Since risk assessment under IQCP must also take into account the number of POC testing locations, a large POC program like Sentara’s has special challenges. “With 400 testing locations—including cardiac cath labs, radiology, respiratory, central OR, cardiac OR, emergency departments, ICUs—we determined if there were differences in risks based on the different locations. If there are similarities, you can group them together.”

With competencies, for example, there may be good reason to develop separate IQCPs. “For areas new to POC testing or with new procedures, we like to give them a little more personal attention to make sure they’re on the right track.” With each risk assessment, she says, “we looked at complaints, concerns, errors, variances for all our operators. Within the preanalytical phase, sample collection and handling is always an important factor.”

The CLIA default to perform at least two levels of QC each day prior to patient testing can be very difficult and expensive for some systems, Wyer notes. “With instruments that have internal QC, you can perform your liquid QC at a frequency that meets your lab’s proven comfort level, but what we’re trying to get with IQCP is the ‘right’ QC. Your risk assessment is going to lead you to the right QC. Sometimes, based on your risk assessment, you might even want to increase the frequency of QC.”

Wyer’s IQCP analysis of the environment included temperature and humidity, of course, but also surfaces where analyzers are placed. “We asked whether the testing was done on a flat and level surface, without vibration or motion. We also looked at airflow and ventilation—anything that might alter the test results or is done outside the limitations of the manufacturer’s instructions.”

Nothing shocking was discovered, Wyer says.
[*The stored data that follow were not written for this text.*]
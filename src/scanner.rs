use crate::error::{BasicError, ErrorKind, Span};
use crate::token::{Token, TokenKind};
use std::collections::HashMap;

/// Identifiers and keyword-shaped words are capped at 31 characters; a
/// 32nd character starts a new token rather than failing the scan.
const MAX_WORD_LEN: usize = 31;

pub struct Scanner {
    source: String,
    tokens: Vec<Token>,
    keywords: HashMap<&'static str, TokenKind>,
}

impl Scanner {
    pub fn new(source: String) -> Self {
        let mut keywords = HashMap::new();
        keywords.insert("PRINT", TokenKind::Print);
        keywords.insert("IF", TokenKind::If);
        keywords.insert("THEN", TokenKind::Then);
        keywords.insert("LET", TokenKind::Let);
        keywords.insert("END", TokenKind::End);
        keywords.insert("DO", TokenKind::Do);
        keywords.insert("WHILE", TokenKind::While);
        keywords.insert("LOOP", TokenKind::Loop);

        Self {
            source,
            tokens: Vec::new(),
            keywords,
        }
    }

    /// Tokenizes the whole source, line by line. Every line yields an Eol
    /// token (empty lines included) and the stream ends with a single Eof.
    pub fn scan_tokens(&mut self) -> Result<Vec<Token>, BasicError> {
        let source = std::mem::take(&mut self.source);
        let mut line = 0;
        let mut column = 1;

        for (index, text) in source.lines().enumerate() {
            line = index + 1;
            column = self.scan_line(line, text)?;
            self.tokens.push(Token::new(
                TokenKind::Eol,
                "\n".to_string(),
                Span::new(line, column, 1),
            ));
        }

        self.tokens.push(Token::new(
            TokenKind::Eof,
            "".to_string(),
            Span::new(line.max(1), column, 1),
        ));

        Ok(std::mem::take(&mut self.tokens))
    }

    fn scan_line(&mut self, line: usize, text: &str) -> Result<usize, BasicError> {
        let chars: Vec<char> = text.chars().collect();
        let mut pos = 0;

        while pos < chars.len() {
            if chars[pos].is_whitespace() {
                pos += 1;
            } else if chars[pos].is_alphabetic() {
                pos = self.word(line, &chars, pos);
            } else {
                pos = self.symbol(line, &chars, pos)?;
            }
        }

        Ok(chars.len() + 1)
    }

    /// Scans a keyword or identifier. The keyword table is consulted first,
    /// case-insensitively; only a whole word identical to a reserved word
    /// becomes a keyword token. The original-case lexeme is preserved.
    fn word(&mut self, line: usize, chars: &[char], start: usize) -> usize {
        let mut end = start;
        while end < chars.len()
            && end - start < MAX_WORD_LEN
            && (chars[end].is_alphanumeric() || chars[end] == '_')
        {
            end += 1;
        }

        let lexeme: String = chars[start..end].iter().collect();
        let kind = self
            .keywords
            .get(lexeme.to_ascii_uppercase().as_str())
            .copied()
            .unwrap_or(TokenKind::Ident);

        self.push(kind, lexeme, line, start);
        end
    }

    fn symbol(&mut self, line: usize, chars: &[char], start: usize) -> Result<usize, BasicError> {
        let c = chars[start];

        if c.is_ascii_digit() {
            return Ok(self.number(line, chars, start));
        }
        // Identifier fallback for words that do not start with a letter.
        if c == '_' || c.is_alphanumeric() {
            return Ok(self.word(line, chars, start));
        }

        let (kind, len) = match c {
            '(' => (TokenKind::LeftParen, 1),
            ')' => (TokenKind::RightParen, 1),
            '+' => (TokenKind::Add, 1),
            '-' => (TokenKind::Sub, 1),
            '*' => (TokenKind::Mult, 1),
            '/' => (TokenKind::Div, 1),
            '=' => (TokenKind::Equal, 1),
            '<' if chars.get(start + 1) == Some(&'=') => (TokenKind::NotGreater, 2),
            '<' => (TokenKind::LessThan, 1),
            '>' if chars.get(start + 1) == Some(&'=') => (TokenKind::NotLess, 2),
            '>' => (TokenKind::GreaterThan, 1),
            _ => {
                return Err(BasicError::new(
                    ErrorKind::UnmatchedLexeme,
                    Span::new(line, start + 1, 1),
                    format!("Unknown lexeme '{}'", c),
                ));
            }
        };

        let lexeme: String = chars[start..start + len].iter().collect();
        self.push(kind, lexeme, line, start);
        Ok(start + len)
    }

    /// Scans a numeric literal. A decimal point is only consumed when a
    /// digit follows it, so `42.` scans as the integer `42` and a bare dot.
    fn number(&mut self, line: usize, chars: &[char], start: usize) -> usize {
        let mut end = start;
        while end < chars.len() && chars[end].is_ascii_digit() {
            end += 1;
        }

        let mut kind = TokenKind::IntLit;
        if end < chars.len()
            && chars[end] == '.'
            && chars.get(end + 1).is_some_and(|c| c.is_ascii_digit())
        {
            kind = TokenKind::FloatLit;
            end += 1;
            while end < chars.len() && chars[end].is_ascii_digit() {
                end += 1;
            }
        }

        let lexeme: String = chars[start..end].iter().collect();
        self.push(kind, lexeme, line, start);
        end
    }

    fn push(&mut self, kind: TokenKind, lexeme: String, line: usize, start: usize) {
        let width = lexeme.chars().count();
        self.tokens
            .push(Token::new(kind, lexeme, Span::new(line, start + 1, width)));
    }
}
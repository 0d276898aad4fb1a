// End-to-end language behavior: scanning, precedence, evaluation, and the
// runtime error taxonomy, driven through the public library API.

use rbasic::error::{BasicError, ErrorKind};
use rbasic::interpreter::Interpreter;
use rbasic::parser::Parser;
use rbasic::scanner::Scanner;
use rbasic::token::TokenKind;
use rbasic::value::Value;

fn scan(source: &str) -> Vec<rbasic::token::Token> {
    let mut scanner = Scanner::new(source.to_string());
    scanner.scan_tokens().expect("scan failed")
}

fn run_program(source: &str) -> Result<Interpreter, BasicError> {
    let mut scanner = Scanner::new(source.to_string());
    let tokens = scanner.scan_tokens()?;
    let mut parser = Parser::new(tokens);
    let program = parser.parse()?;
    let mut interpreter = Interpreter::new();
    interpreter.interpret(&program)?;
    Ok(interpreter)
}

fn variable(interpreter: &Interpreter, name: &str) -> Value {
    interpreter
        .environment()
        .get(name)
        .unwrap_or_else(|| panic!("variable {} not set", name))
}

fn expect_error(source: &str) -> BasicError {
    match run_program(source) {
        Ok(_) => panic!("program succeeded but was expected to fail: {:?}", source),
        Err(error) => error,
    }
}

// ---------------------------------------------------------------------------
// Scanner
// ---------------------------------------------------------------------------

#[test]
fn scanner_classifies_and_positions_tokens() {
    let tokens = scan("LET count = 3.14 + 7");

    let kinds: Vec<TokenKind> = tokens.iter().map(|t| t.kind).collect();
    assert_eq!(
        kinds,
        vec![
            TokenKind::Let,
            TokenKind::Ident,
            TokenKind::Equal,
            TokenKind::FloatLit,
            TokenKind::Add,
            TokenKind::IntLit,
            TokenKind::Eol,
            TokenKind::Eof,
        ]
    );

    assert_eq!(tokens[1].lexeme, "count");
    assert_eq!((tokens[1].span.line, tokens[1].span.column), (1, 5));
    assert_eq!(tokens[3].lexeme, "3.14");
    assert_eq!((tokens[3].span.line, tokens[3].span.column), (1, 13));
    assert_eq!(tokens[5].lexeme, "7");
    assert_eq!((tokens[5].span.line, tokens[5].span.column), (1, 20));
}

#[test]
fn scanner_matches_keywords_case_insensitively() {
    let tokens = scan("let while Loop pRiNt");
    let kinds: Vec<TokenKind> = tokens.iter().map(|t| t.kind).collect();
    assert_eq!(
        kinds,
        vec![
            TokenKind::Let,
            TokenKind::While,
            TokenKind::Loop,
            TokenKind::Print,
            TokenKind::Eol,
            TokenKind::Eof,
        ]
    );
    // original-case lexemes are preserved
    assert_eq!(tokens[2].lexeme, "Loop");
}

#[test]
fn scanner_caps_identifiers_at_31_characters() {
    let name = "a".repeat(35);
    let tokens = scan(&name);

    assert_eq!(tokens[0].kind, TokenKind::Ident);
    assert_eq!(tokens[0].lexeme.len(), 31);
    assert_eq!(tokens[1].kind, TokenKind::Ident);
    assert_eq!(tokens[1].lexeme.len(), 4);
}

#[test]
fn scanner_matches_two_character_operators() {
    let tokens = scan("1 <= 2 >= 3");
    assert_eq!(tokens[1].kind, TokenKind::NotGreater);
    assert_eq!(tokens[1].lexeme, "<=");
    assert_eq!(tokens[3].kind, TokenKind::NotLess);
    assert_eq!(tokens[3].lexeme, ">=");
}

#[test]
fn scanner_emits_eol_for_empty_lines() {
    let tokens = scan("PRINT 1\n\nPRINT 2");
    let kinds: Vec<TokenKind> = tokens.iter().map(|t| t.kind).collect();
    assert_eq!(
        kinds,
        vec![
            TokenKind::Print,
            TokenKind::IntLit,
            TokenKind::Eol,
            TokenKind::Eol,
            TokenKind::Print,
            TokenKind::IntLit,
            TokenKind::Eol,
            TokenKind::Eof,
        ]
    );
}

#[test]
fn scanner_reports_unknown_lexeme_position() {
    let mut scanner = Scanner::new("LET X = $".to_string());
    let error = scanner.scan_tokens().unwrap_err();

    assert_eq!(error.kind, ErrorKind::UnmatchedLexeme);
    assert_eq!((error.span.line, error.span.column), (1, 9));
}

// ---------------------------------------------------------------------------
// Expressions
// ---------------------------------------------------------------------------

#[test]
fn multiplication_binds_tighter_than_addition() {
    let interpreter = run_program("LET X = 1 + 2 * 3").unwrap();
    assert_eq!(variable(&interpreter, "X"), Value::Int(7));
}

#[test]
fn parentheses_reset_precedence() {
    let interpreter = run_program("LET X = (1 + 2) * 3").unwrap();
    assert_eq!(variable(&interpreter, "X"), Value::Int(9));
}

#[test]
fn subtraction_is_left_associative() {
    let interpreter = run_program("LET X = 10 - 3 - 2").unwrap();
    assert_eq!(variable(&interpreter, "X"), Value::Int(5));
}

#[test]
fn division_produces_a_true_quotient() {
    let interpreter = run_program("LET X = 7 / 2").unwrap();
    assert_eq!(variable(&interpreter, "X"), Value::Float(3.5));
}

#[test]
fn mixing_int_and_float_promotes_to_float() {
    let interpreter = run_program("LET X = 1 + 0.5\nLET Y = 2.0 * 3").unwrap();
    assert_eq!(variable(&interpreter, "X"), Value::Float(1.5));
    assert_eq!(variable(&interpreter, "Y"), Value::Float(6.0));
}

#[test]
fn unary_minus_negates_and_stacks() {
    let interpreter = run_program("LET X = -5\nLET Y = --5\nLET Z = +3").unwrap();
    assert_eq!(variable(&interpreter, "X"), Value::Int(-5));
    assert_eq!(variable(&interpreter, "Y"), Value::Int(5));
    assert_eq!(variable(&interpreter, "Z"), Value::Int(3));
}

#[test]
fn relational_operators_produce_booleans() {
    let interpreter = run_program("LET X = 1 = 1\nLET Y = 2 <= 1").unwrap();
    assert_eq!(variable(&interpreter, "X"), Value::Bool(true));
    assert_eq!(variable(&interpreter, "Y"), Value::Bool(false));
}

// ---------------------------------------------------------------------------
// Statements
// ---------------------------------------------------------------------------

#[test]
fn assignment_round_trips_through_the_environment() {
    let interpreter = run_program("LET X = 5\nLET Y = X + 1").unwrap();
    assert_eq!(variable(&interpreter, "X"), Value::Int(5));
    assert_eq!(variable(&interpreter, "Y"), Value::Int(6));
}

#[test]
fn reassignment_overwrites_the_binding() {
    let interpreter = run_program("LET X = 1\nLET X = X + 1").unwrap();
    assert_eq!(variable(&interpreter, "X"), Value::Int(2));
}

#[test]
fn loop_runs_body_while_condition_holds() {
    let interpreter = run_program(
        "LET I = 0\nLET N = 0\nDO WHILE I < 3\nLET I = I + 1\nLET N = N + 1\nLOOP",
    )
    .unwrap();
    assert_eq!(variable(&interpreter, "I"), Value::Int(3));
    assert_eq!(variable(&interpreter, "N"), Value::Int(3));
}

#[test]
fn loop_with_false_condition_never_runs() {
    let interpreter = run_program("DO WHILE 1 > 2\nLET X = 1\nLOOP").unwrap();
    assert_eq!(interpreter.environment().get("X"), None);
}

#[test]
fn conditional_gates_its_body() {
    let interpreter = run_program("IF 1 > 2 THEN\nLET X = 1\nEND IF").unwrap();
    assert_eq!(interpreter.environment().get("X"), None);

    let interpreter = run_program("LET N = 0\nIF 2 > 1 THEN\nLET N = N + 1\nEND IF").unwrap();
    assert_eq!(variable(&interpreter, "N"), Value::Int(1));
}

#[test]
fn numeric_conditions_use_nonzero_truthiness() {
    let interpreter = run_program("LET X = 0\nIF 1 THEN\nLET X = 1\nEND IF").unwrap();
    assert_eq!(variable(&interpreter, "X"), Value::Int(1));
}

#[test]
fn blocks_nest() {
    let source = "LET I = 0\n\
                  LET BIG = 0\n\
                  DO WHILE I < 4\n\
                  LET I = I + 1\n\
                  IF I > 2 THEN\n\
                  LET BIG = BIG + 1\n\
                  END IF\n\
                  LOOP";
    let interpreter = run_program(source).unwrap();
    assert_eq!(variable(&interpreter, "I"), Value::Int(4));
    assert_eq!(variable(&interpreter, "BIG"), Value::Int(2));
}

#[test]
fn end_statement_has_no_effect() {
    let interpreter = run_program("LET X = 1\nEND\nLET Y = 2").unwrap();
    assert_eq!(variable(&interpreter, "Y"), Value::Int(2));
}

// ---------------------------------------------------------------------------
// Errors
// ---------------------------------------------------------------------------

#[test]
fn reading_an_unassigned_variable_fails() {
    let error = expect_error("PRINT X");
    assert_eq!(error.kind, ErrorKind::UndefinedVariable);
    assert!(error.message.contains("X"));
}

#[test]
fn division_by_zero_is_reported() {
    let error = expect_error("PRINT 1 / 0");
    assert_eq!(error.kind, ErrorKind::DivisionByZero);

    let error = expect_error("LET X = 0\nPRINT 2.5 / X");
    assert_eq!(error.kind, ErrorKind::DivisionByZero);
}

#[test]
fn arithmetic_on_booleans_is_an_illegal_operator() {
    let error = expect_error("PRINT (1 < 2) + 3");
    assert_eq!(error.kind, ErrorKind::IllegalOperator);
}

#[test]
fn parse_errors_carry_category_and_position() {
    let error = expect_error("LET X = (1 + 2");
    assert_eq!(error.kind, ErrorKind::MismatchedParenthesis);
    assert_eq!((error.span.line, error.span.column), (1, 15));

    let error = expect_error("X = 5");
    assert_eq!(error.kind, ErrorKind::InvalidStatement);

    let error = expect_error("LET 5 = X");
    assert_eq!(error.kind, ErrorKind::InvalidAssignment);

    let error = expect_error("DO UNTIL X < 3");
    assert_eq!(error.kind, ErrorKind::InvalidLoop);

    let error = expect_error("IF 1 THEN PRINT 1");
    assert_eq!(error.kind, ErrorKind::InvalidIfStatement);
}

// ---------------------------------------------------------------------------
// Parsing and display
// ---------------------------------------------------------------------------

#[test]
fn parsing_the_same_source_twice_yields_equal_trees() {
    let source = "LET I = 0\nDO WHILE I < 3\nLET I = I + 1\nLOOP\nPRINT I";

    let parse = |src: &str| {
        let mut scanner = Scanner::new(src.to_string());
        let tokens = scanner.scan_tokens().unwrap();
        Parser::new(tokens).parse().unwrap()
    };

    assert_eq!(parse(source), parse(source));
}

#[test]
fn values_display_in_natural_numeric_form() {
    assert_eq!(Value::Int(3).to_string(), "3");
    assert_eq!(Value::Int(-7).to_string(), "-7");
    assert_eq!(Value::Float(3.0).to_string(), "3.0");
    assert_eq!(Value::Float(3.5).to_string(), "3.5");
    assert_eq!(Value::Bool(true).to_string(), "true");
    assert_eq!(Value::Bool(false).to_string(), "false");
}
But having an instrument on a flat, level surface without vibration is important, especially for coagulation testing, and developing the IQCP highlighted that, in her view. “These details are used to train employees on the proper use of the instrument, included in competency assessments, and used to troubleshoot if staff have questionable results.”

For the postanalytical phase, Wyer says, the focus is getting the correct result to the correct patient’s record. This can include verification of interface transmissions and notifications from the operator in the event of a misidentified specimen. “All of this information is included as part of a risk assessment. We can look at the frequency of events, trends, and specific operators.”

After the laboratory developed a spreadsheet for each group of like cartridges or test systems, Wyer says, the risk assessment data were plugged in, including a list of policies, procedures, and job aids reviewed; training materials; investigations and complaints; product recalls; proficiency testing; personnel competency records; and observed errors. “The outcome of these reviews led us to modify the specimen collection and handling sections of our procedures.”

“From there, you can easily pull out what you want to include in your QC program, and then set up your quality assessments.” Her QC program has a standard format for the QC plan, which includes a header with the name of the hospital, cartridge type, testing location, and a summary of what the risk assessment showed.